Wild jungle critters – in the forms of papier-mache, squeeze-bottle art, cotton balls and even thumbprints – are crowding the Lincoln Cultural Center with color at the Jungle Jamboree Art Show.
Through Feb. 28, the show will exhibit artwork created by students at A Place to Grow, a Lincolnton preschool that provides developmental day services.
The Arts Council of Lincoln County is hosting the exhibit in the Carolina Mills and Cochrane Galleries of the Lincoln Cultural Center. A silent auction for the students’ collaborative artwork – featuring pieces with names like “The Wild Rumpus” and “Rumble in the Jungle” – will continue until Feb. 28.
The exhibit covers the two galleries, floor-to-ceiling, with a vibrant and creative display, said Arts Council Executive Director of Laurie Bostian.
“It’s the imagination at that age – there’s no limit,” said Bostian. “You can see the love of the art, just the creation of it … just to hear them talk about it – they light up.
This year, the silent auction will raise money for the preschool’s playground improvements: repairing a foam surface to accommodate wheelchairs and anyone with difficulty walking, as well as buying more equipment geared for children with special needs.
“We’re trying to make it more special needs-friendly … so it’s a more inclusive place,” said Densie Machuga, program director of A Place to Grow.
A Place to Grow serves 49 students, ages 1-5, all of whom had a hand – or thumbprint – in the Jungle Jamboree Art Show. The preschool promotes skill development in areas such as self-help, fine and gross motor skills, language and communication, and cognitive and social skills, in cooperation with Partners Behavioral Health Management and Lincoln County Schools.
“We serve students with and without special needs, so that they can model off each other,” said Machuga.
Preschool enrollment is through private pay or vouchers. Machuga said the teachers all have four-year degrees.
“We just have a lot of expertise, and we’re able to identify delays in development,” said Machuga.”
Art, Machuga said, can provide an important outlet for the students.
“Some of our students don’t communicate verbally, so through their artwork, they’re able to communicate something that’s easy to express,” Machuga said.
Bostian pointed to the universal value of creative projects.

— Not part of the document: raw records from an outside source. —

// SPDX-License-Identifier: MIT
//
// n-line — echo REPL.
//
// Reads lines with full editing and prints each one back. Non-empty lines
// are added to history.
//
//   n-line [HISTORY_FILE]
//
// HISTORY_FILE is loaded at start if it exists and written back on exit.
//
// Environment:
//
//   N_LINE_PROMPT   prompt to show (default "> ")
//   N_LINE_LOG      write debug logs to this file; RUST_LOG filters them
//
// Logs never go to the terminal: raw-mode output would garble them.

use std::env;
use std::fs::File;
use std::path::PathBuf;
use std::process::ExitCode;

use n_line::Scanner;

const DEFAULT_PROMPT: &str = "> ";

fn init_logging() {
    let Some(path) = env::var_os("N_LINE_LOG") else {
        return;
    };
    match File::create(&path) {
        Ok(file) => {
            env_logger::Builder::from_env(env_logger::Env::default().default_filter_or("debug"))
                .target(env_logger::Target::Pipe(Box::new(file)))
                .init();
        }
        Err(e) => eprintln!("n-line: can't open log file {}: {e}", path.display()),
    }
}

fn main() -> ExitCode {
    init_logging();

    let history = env::args_os().nth(1).map(PathBuf::from);
    let prompt = env::var("N_LINE_PROMPT").unwrap_or_else(|_| DEFAULT_PROMPT.to_owned());

    let mut scanner = Scanner::stdio();
    if let Some(path) = history.as_deref().filter(|p| p.exists()) {
        if let Err(e) = scanner.load_history(path) {
            eprintln!("n-line: {e}");
        }
    }

    while scanner.scan(&prompt) {
        let line = scanner.text().into_owned();
        if !line.is_empty() {
            scanner.add_to_history(&line);
            println!("{line}");
        }
    }

    let mut code = ExitCode::SUCCESS;
    if let Some(err) = scanner.err() {
        eprintln!("n-line: {err}");
        code = ExitCode::FAILURE;
    }
    if let Some(path) = &history {
        if let Err(e) = scanner.save_history(path) {
            eprintln!("n-line: {e}");
            code = ExitCode::FAILURE;
        }
    }
    code
}
//! Retrieval-augmented answering and SOP gap analysis.
//!
//! `SopPipeline` ties the pieces together: it builds a `VectorIndex` for a
//! stored document, answers support emails against it, and scores how well
//! the document covers every FAQ.

pub mod answer;
pub mod coverage;
pub mod pipeline;
pub mod prompts;
pub mod retriever;
pub mod sentiment;
pub mod store;

pub use answer::{AnswerGenerator, EmailRequest};
pub use coverage::{CoverageRun, GapCoverageEvaluator, PairFailure, PairOutcome, PairStage};
pub use pipeline::SopPipeline;
pub use retriever::Retriever;
pub use sentiment::{SentimentClassifier, ThreadSentimentOutcome};
mod common;

use std::sync::Arc;

use chrono::{Duration, Utc};
use common::ScriptedGenerator;
use sopdesk_core::config::SentimentSettings;
use sopdesk_core::traits::SentimentStore;
use sopdesk_core::types::{EmailMessage, EmailThread, Sentiment, SentimentRecord};
use sopdesk_core::{Error, ParseError};
use sopdesk_rag::store::MemoryStore;
use sopdesk_rag::{SentimentClassifier, ThreadSentimentOutcome};

fn thread(id: &str, content: &str) -> EmailThread {
    EmailThread {
        id: id.into(),
        topic: "Delivery".into(),
        messages: vec![EmailMessage {
            sender_name: "Cy".into(),
            sender_email: "cy@example.com".into(),
            received_at: None,
            subject: String::new(),
            content: content.into(),
            from_support: false,
        }],
    }
}

fn classifier(generator: ScriptedGenerator, fallback: Option<Sentiment>) -> SentimentClassifier {
    SentimentClassifier::new(Arc::new(generator), &SentimentSettings { fallback, refresh_after_mins: 300 }).unwrap()
}

#[test]
fn out_of_range_refresh_window_is_an_error() {
    for refresh_after_mins in [i64::MAX / 2, -1] {
        let settings = SentimentSettings { fallback: None, refresh_after_mins };
        let result = SentimentClassifier::new(Arc::new(ScriptedGenerator::new()), &settings);
        assert!(matches!(result, Err(Error::InvalidConfig(_))), "{refresh_after_mins} should be rejected");
    }
}

#[tokio::test]
async fn labels_are_read_loosely() {
    let c = classifier(
        ScriptedGenerator::new()
            .reply("third time", "**Critical**")
            .reply("thanks", "Neutral.")
            .reply("update", " needs attention\n"),
        None,
    );
    assert_eq!(c.classify(&thread("a", "This is the third time I ask!")).await.unwrap(), Sentiment::Critical);
    assert_eq!(c.classify(&thread("b", "Got it, thanks")).await.unwrap(), Sentiment::Neutral);
    assert_eq!(c.classify(&thread("c", "Any update?")).await.unwrap(), Sentiment::NeedsAttention);
}

#[tokio::test]
async fn unknown_label_uses_the_configured_fallback() {
    let with = classifier(ScriptedGenerator::new().otherwise("Happy"), Some(Sentiment::Positive));
    assert_eq!(with.classify(&thread("a", "Great job")).await.unwrap(), Sentiment::Positive);

    let without = classifier(ScriptedGenerator::new().otherwise("Happy"), None);
    let err = without.classify(&thread("a", "Great job")).await.unwrap_err();
    assert!(matches!(err, Error::Parse(ParseError::UnknownSentiment(_))));
}

#[tokio::test]
async fn recent_sentiment_is_not_recomputed() {
    let store = MemoryStore::new();
    let c = classifier(ScriptedGenerator::new().otherwise("Critical"), None);
    let now = Utc::now();
    store
        .record(&SentimentRecord { thread_id: "a".into(), sentiment: Sentiment::Neutral, updated_at: now - Duration::hours(1) })
        .await
        .unwrap();

    let skipped = c.refresh_thread_sentiment(&thread("a", "Where is it?"), &store, now).await.unwrap();
    assert!(skipped.is_none());
    assert_eq!(store.latest("a").await.unwrap().unwrap().sentiment, Sentiment::Neutral);

    let later = now + Duration::hours(5);
    let updated = c.refresh_thread_sentiment(&thread("a", "Where is it?"), &store, later).await.unwrap();
    assert_eq!(updated.unwrap().sentiment, Sentiment::Critical);
    assert_eq!(store.latest("a").await.unwrap().unwrap().updated_at, later);
}

#[tokio::test]
async fn refresh_all_isolates_failures() {
    let store = MemoryStore::new()
        .with_thread(thread("ok", "Thanks for the update"))
        .with_thread(thread("bad", "Where is my parcel"));
    let c = classifier(ScriptedGenerator::new().reply("Thanks", "Neutral").fail("parcel", "timeout"), None);

    let outcomes = c.refresh_all(&store, &store).await.unwrap();

    assert!(matches!(&outcomes[0], ThreadSentimentOutcome::Updated { sentiment: Sentiment::Neutral, .. }));
    assert!(matches!(&outcomes[1], ThreadSentimentOutcome::Failed { error: Error::Generation(_), .. }));
    assert!(store.latest("bad").await.unwrap().is_none());
}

“No matter what your age … right-brain development is so important,” said Bostian. “It’s what helps children as people become better with problem-solving.”
All of the students benefit from working on the big collaborative pieces with their peers, and from the sheer joy of creating and seeing their work on display, according to Machuga.
“I don’t know if there’s any of our children that don’t like to pick up a paintbrush,” said Machuga.
“They get so excited seeing their little pieces here, and their little pieces there.”
Since 1999, A Place to Grow has partnered with the Arts Council to host the annual art show.
The project received support from the North Carolina Arts Council, a division of the Department of Cultural Resources, with funding from the National Endowment for the Arts.
The exhibit helps the Arts Council carry out its mission of developing, promoting and nurturing art, explained Pam Caudle, vice president of Arts Council’s board.
“We promote all arts, but especially arts in our children, because they are our future,” said Caudle.